Two related diseases, one shared culprit
Multiple myeloma is a cancer of plasma cells, the immune cells that normally produce antibodies to fight infection. In many patients, these cancer cells overproduce small antibody fragments known as light chains, which circulate in the blood at very high levels. A related condition, called light chain amyloidosis, also involves these same proteins, but there the main problem is that light chains misfold and clump into long, rigid fibers that clog organs such as the heart and kidneys. Some people have both diseases at once, and they fare worse than patients with myeloma alone. Why the same type of protein behaves differently in these two settings has been a long-standing puzzle.
Looking inside fat tissue for hidden fibers
To tackle this question, the researchers used abdominal fat-pad biopsies, a routine and relatively gentle procedure already used to look for amyloid deposits. From fat samples of two patients with multiple myeloma and coexisting light chain amyloidosis, they isolated abundant protein fibers. Using cryo-electron microscopy, a technique that images flash-frozen samples with a beam of electrons, they reconstructed the three-dimensional shapes of these fibers at near-atomic detail. 

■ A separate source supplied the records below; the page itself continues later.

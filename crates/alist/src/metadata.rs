//! Single-path attribute lookups
//!
//! One `fs/get` round trip per call, paced and cancellable. The resolver
//! reports what the server said and nothing more: it never touches the
//! directory cache.

use std::sync::Arc;

use chrono::{DateTime, Utc};
use common::{FsError, Md5, Pacer};
use tokio_util::sync::CancellationToken;

use crate::api::Item;
use crate::remote::Remote;

/// Attributes of one remote path
#[derive(Debug, Clone, PartialEq, Eq)]
pub struct RemoteInfo {
    /// Absolute remote path that was resolved
    pub path: String,
    /// Name as the server spells it
    pub name: String,
    pub is_dir: bool,
    pub size: u64,
    pub modified: DateTime<Utc>,
    pub md5: Md5,
    pub raw_url: Option<String>,
}

impl RemoteInfo {
    pub fn from_item(path: impl Into<String>, item: Item) -> Self {
        let size = item.size();
        Self {
            path: path.into(),
            name: item.name,
            is_dir: item.is_dir,
            size,
            modified: item.modified,
            md5: Md5::from_metadata(item.hash_info),
            raw_url: item.raw_url.filter(|url| !url.is_empty()),
        }
    }
}

#[derive(Clone)]
pub struct Resolver {
    remote: Arc<dyn Remote>,
    pacer: Arc<Pacer>,
}

impl Resolver {
    pub fn new(remote: Arc<dyn Remote>, pacer: Arc<Pacer>) -> Self {
        Self { remote, pacer }
    }

    /// Fetch the attributes of the absolute remote `path`.
    ///
    /// A missing path is [`FsError::NotFound`]; transient failures were
    /// already retried by the pacer.
    pub async fn resolve(&self, path: &str, cancel: &CancellationToken) -> Result<RemoteInfo, FsError> {
        let remote = &*self.remote;
        let item = self
            .pacer
            .call(cancel, move || remote.get_info(path))
            .await
            .map_err(|e| e.into_fs_error(path))?;
        tracing::debug!(path, is_dir = item.is_dir, size = item.size, "resolved metadata");
        Ok(RemoteInfo::from_item(path, item))
    }
}

impl std::fmt::Debug for Resolver {
    fn fmt(&self, f: &mut std::fmt::Formatter<'_>) -> std::fmt::Result {
        f.debug_struct("Resolver")
            .field("endpoint", &self.remote.endpoint().as_str())
            .finish()
    }
}

#[cfg(test)]
mod tests {
    use reqwest::StatusCode;

    use super::*;
    use crate::api::ApiError;
    use crate::testing::MockRemote;

    fn resolver(mock: &Arc<MockRemote>) -> Resolver {
        Resolver::new(mock.clone(), Arc::new(Pacer::default()))
    }

    #[tokio::test]
    async fn test_resolve_file() {
        let mock = Arc::new(MockRemote::new());
        mock.add_file("/a/f.txt", b"hello", Some("5D41402ABC4B2A76B9719D911017C592"));

        let info = resolver(&mock)
            .resolve("/a/f.txt", &CancellationToken::new())
            .await
            .unwrap();
        assert_eq!(info.name, "f.txt");
        assert!(!info.is_dir);
        assert_eq!(info.size, 5);
        assert_eq!(info.md5, Md5::Known("5d41402abc4b2a76b9719d911017c592".into()));
        assert_eq!(info.raw_url.as_deref(), Some("http://mock.invalid/d/a/f.txt"));
        assert_eq!(mock.calls("get_info"), 1);
    }

    #[tokio::test]
    async fn test_resolve_directory_and_missing_hash() {
        let mock = Arc::new(MockRemote::new());
        mock.add_dir("/a");
        mock.add_file("/a/nohash", b"x", None);
        let resolver = resolver(&mock);
        let cancel = CancellationToken::new();

        let dir = resolver.resolve("/a", &cancel).await.unwrap();
        assert!(dir.is_dir);
        assert_eq!(dir.raw_url, None);

        let file = resolver.resolve("/a/nohash", &cancel).await.unwrap();
        assert_eq!(file.md5, Md5::Missing);
    }

    #[tokio::test]
    async fn test_resolve_not_found_variants() {
        let mock = Arc::new(MockRemote::new());
        let resolver = resolver(&mock);
        let cancel = CancellationToken::new();

        let err = resolver.resolve("/missing", &cancel).await.unwrap_err();
        assert!(matches!(err, FsError::NotFound(ref p) if p == "/missing"));

        mock.add_file("/f", b"x", None);
        mock.fail_next("get_info", ApiError::api(404, "gone"));
        assert!(resolver.resolve("/f", &cancel).await.unwrap_err().is_not_found());

        mock.fail_next_status("get_info", StatusCode::NOT_FOUND);
        assert!(resolver.resolve("/f", &cancel).await.unwrap_err().is_not_found());
    }

    #[tokio::test(start_paused = true)]
    async fn test_resolve_retries_server_errors() {
        let mock = Arc::new(MockRemote::new());
        mock.add_file("/f", b"x", None);
        mock.fail_next_status("get_info", StatusCode::BAD_GATEWAY);

        let info = resolver(&mock)
            .resolve("/f", &CancellationToken::new())
            .await
            .unwrap();
        assert_eq!(info.size, 1);
        assert_eq!(mock.calls("get_info"), 2);
    }

    #[tokio::test]
    async fn test_resolve_other_errors_are_fatal() {
        let mock = Arc::new(MockRemote::new());
        mock.fail_next("get_info", ApiError::api(403, "permission denied"));
        let err = resolver(&mock)
            .resolve("/secret", &CancellationToken::new())
            .await
            .unwrap_err();
        assert!(matches!(err, FsError::Fatal { code: Some(403), .. }));
    }
}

Three distinct fiber shapes from only two patients
The team discovered that light chains from these myeloma patients formed three different fiber architectures. In one patient, the same light chain sequence produced two polymorphs: one built from a single strand of protein winding into a helix, and another in which two such strands twisted together side by side. In the second patient, only one, thinner fiber type was observed. Despite these differences, all fibers showed a compact “core” made mainly from the variable part of the light chain—precisely the segment that normally helps antibodies recognize germs. The study also identified extra, cloud-like densities decorating the surfaces and at contact points between strands, hinting at additional molecules or subtle chemical changes that may help stabilize the structures.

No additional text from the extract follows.